Gustavo Valenzuela reaccionó con sensibilidad a la noticia de la muerte de Elena. Nada que ver con la fingida consternación con la que decimos «lo siento» cuando nos revelan que alguien a quien apenas tratamos ha muerto. Quedó unos minutos traspasado por la melancolía mientras me escuchaba atentamente, una mano en el mentón y la otra dando vueltas mecánicamente a la cucharilla del café.
Sin muchos preámbulos le entregué la máscara de jade y la carta de Elena.
Examinó la reliquia un instante y me di cuenta de que la reconocía. El verde jade brilló a la luz del ventanal, una luz de final de la tarde. A continuación la dejó suavemente en la mesa, cerca de mis manos, en lo que juzgué como una desaprobación del deseo de Elena. Cabeceó, afligido y desconcertado. Desdobló la carta y se aplicó a su lectura.

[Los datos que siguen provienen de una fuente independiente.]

use reqwest::{RequestBuilder, Response, StatusCode};
use serde::{Deserialize, Serialize};
use tracing::info;

use crate::{
    error::{Result, SmashcutError},
    settings::Settings,
};

pub const CHAT_COMPLETIONS_URL: &str = "https://openrouter.ai/api/v1/chat/completions";
pub const MODELS_URL: &str = "https://openrouter.ai/api/v1/models";
pub const API_KEY_ENV: &str = "OPENROUTER_API_KEY";

const APP_REFERER: &str = "https://github.com/smashcut/smashcut-rs";
const APP_TITLE: &str = "SmashCut Video Analyzer";

#[derive(Debug, Clone, Default, Serialize, Deserialize)]
pub struct ChatResponse {
    #[serde(default)]
    pub id: String,
    #[serde(default)]
    pub model: String,
    #[serde(default)]
    pub choices: Vec<Choice>,
    pub usage: Option<Usage>,
}

#[derive(Debug, Clone, Serialize, Deserialize)]
pub struct Choice {
    #[serde(default)]
    pub index: u32,
    pub message: ChatMessage,
    pub finish_reason: Option<String>,
}

#[derive(Debug, Clone, Serialize, Deserialize)]
pub struct ChatMessage {
    pub role: String,
    pub content: Option<String>,
    #[serde(default)]
    pub annotations: Vec<Annotation>,
}

#[derive(Debug, Clone, Serialize, Deserialize)]
pub struct Annotation {
    #[serde(rename = "type")]
    pub kind: String,
    pub url_citation: Option<UrlCitation>,
}

#[derive(Debug, Clone, PartialEq, Serialize, Deserialize)]
pub struct UrlCitation {
    pub url: String,
    pub title: String,
    pub content: Option<String>,
}

#[derive(Debug, Clone, Copy, Default, Serialize, Deserialize)]
pub struct Usage {
    pub prompt_tokens: u64,
    pub completion_tokens: u64,
    pub total_tokens: u64,
}

/// Pick the API key from settings, falling back to the environment.
pub fn resolve_api_key(settings: &Settings) -> Result<String> {
    if !settings.api_key.trim().is_empty() {
        return Ok(settings.api_key.trim().to_string());
    }
    std::env::var(API_KEY_ENV)
        .ok()
        .filter(|key| !key.trim().is_empty())
        .ok_or(SmashcutError::MissingApiKey)
}

/// Map a non-success status to the matching error.
pub fn api_error(status: StatusCode, body: &serde_json::Value) -> SmashcutError {
    match status {
        StatusCode::UNAUTHORIZED => SmashcutError::InvalidApiKey,
        StatusCode::PAYMENT_REQUIRED => SmashcutError::InsufficientCredits,
        StatusCode::TOO_MANY_REQUESTS => SmashcutError::RateLimited,
        _ => SmashcutError::ApiFailed {
            status: status.as_u16(),
            message: body["error"]["message"]
                .as_str()
                .map(str::to_string)
                .unwrap_or_else(|| status.canonical_reason().unwrap_or("unknown").to_string()),
        },
    }
}

#[derive(Clone)]
pub struct OpenRouterClient {
    http: reqwest::Client,
    api_key: String,
}

impl OpenRouterClient {
    pub fn new(api_key: impl Into<String>) -> Self {
        Self {
            http: reqwest::Client::new(),
            api_key: api_key.into(),
        }
    }

    pub fn from_settings(settings: &Settings) -> Result<Self> {
        Ok(Self::new(resolve_api_key(settings)?))
    }

    fn authorized(&self, builder: RequestBuilder) -> RequestBuilder {
        builder
            .header("Content-Type", "application/json")
            .header("Authorization", format!("Bearer {}", self.api_key))
    }

    pub async fn chat(&self, body: &serde_json::Value) -> Result<ChatResponse> {
        info!(model = %body["model"], "sending chat completion request");
        let response = self
            .authorized(self.http.post(CHAT_COMPLETIONS_URL))
            .header("HTTP-Referer", APP_REFERER)
            .header("X-Title", APP_TITLE)
            .json(body)
            .send()
            .await?;

        Ok(checked(response).await?.json::<ChatResponse>().await?)
    }

    pub(crate) async fn get_json(&self, url: &str) -> Result<serde_json::Value> {
        let response = self.authorized(self.http.get(url)).send().await?;
        Ok(checked(response).await?.json::<serde_json::Value>().await?)
    }
}

async fn checked(response: Response) -> Result<Response> {
    let status = response.status();
    if status.is_success() {
        return Ok(response);
    }
    let body = response
        .json::<serde_json::Value>()
        .await
        .unwrap_or(serde_json::Value::Null);
    Err(api_error(status, &body))
}

#[cfg(test)]
mod tests {
    use super::*;
    use serde_json::json;

    #[test]
    fn maps_known_statuses() {
        let body = json!({});
        assert!(matches!(
            api_error(StatusCode::UNAUTHORIZED, &body),
            SmashcutError::InvalidApiKey
        ));
        assert!(matches!(
            api_error(StatusCode::PAYMENT_REQUIRED, &body),
            SmashcutError::InsufficientCredits
        ));
        assert!(matches!(
            api_error(StatusCode::TOO_MANY_REQUESTS, &body),
            SmashcutError::RateLimited
        ));
    }

    #[test]
    fn prefers_api_error_message() {
        let body = json!({"error": {"message": "model not found"}});
        let err = api_error(StatusCode::BAD_REQUEST, &body);
        assert_eq!(err.to_string(), "API request failed (400): model not found");
    }

    #[test]
    fn falls_back_to_status_text() {
        let err = api_error(StatusCode::BAD_GATEWAY, &serde_json::Value::Null);
        assert_eq!(err.to_string(), "API request failed (502): Bad Gateway");
    }

    #[test]
    fn settings_key_wins_over_environment() {
        let settings = Settings {
            api_key: "  sk-from-settings ".to_string(),
            ..Settings::default()
        };
        assert_eq!(resolve_api_key(&settings).unwrap(), "sk-from-settings");
    }

    #[test]
    fn deserializes_chat_response_with_citations() {
        let raw = json!({
            "id": "gen-1",
            "model": "openai/gpt-4o",
            "choices": [{
                "index": 0,
                "message": {
                    "role": "assistant",
                    "content": "hi",
                    "annotations": [{
                        "type": "url_citation",
                        "url_citation": {"url": "https://a.example", "title": "A", "start_index": 0, "end_index": 2}
                    }]
                },
                "finish_reason": "stop"
            }],
            "usage": {"prompt_tokens": 10, "completion_tokens": 5, "total_tokens": 15}
        });
        let response: ChatResponse = serde_json::from_value(raw).unwrap();
        assert_eq!(response.choices[0].message.annotations.len(), 1);
        assert_eq!(response.usage.unwrap().total_tokens, 15);
    }
}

Por el movimiento de sus ojos iba adivinando qué línea de ese texto -que me sabía de memoria- recorrían. Su lectura silenciosa me evocaba la voz de Elena.
Gustavo Valenzuela era un hombre de cuarenta años largos, facciones angulosas y abundante pelo negro e hirsuto que le brotaba en remolinos de la frente con ímpetu vertical. Aunque le sobraban unos cuantos kilos tenía complexión robusta y vestía una camiseta negra, por cuyo cuello asomaba su vello. Su desconfianza inicial hacia mí me resultó convincente. Sin embargo, mis esperanzas de que pudiera aclararme algo se fueron disipando minuto a minuto. Frunció el ceño observando la carta, pensativo, mientras se acariciaba el mentón, y me miraba de hito en hito, como analizando la situación: la suma de esa carta y yo, la incoherencia de Elena y la de mi presencia allí, frente a él, esperando alguna respuesta. No entendía a qué venía todo eso.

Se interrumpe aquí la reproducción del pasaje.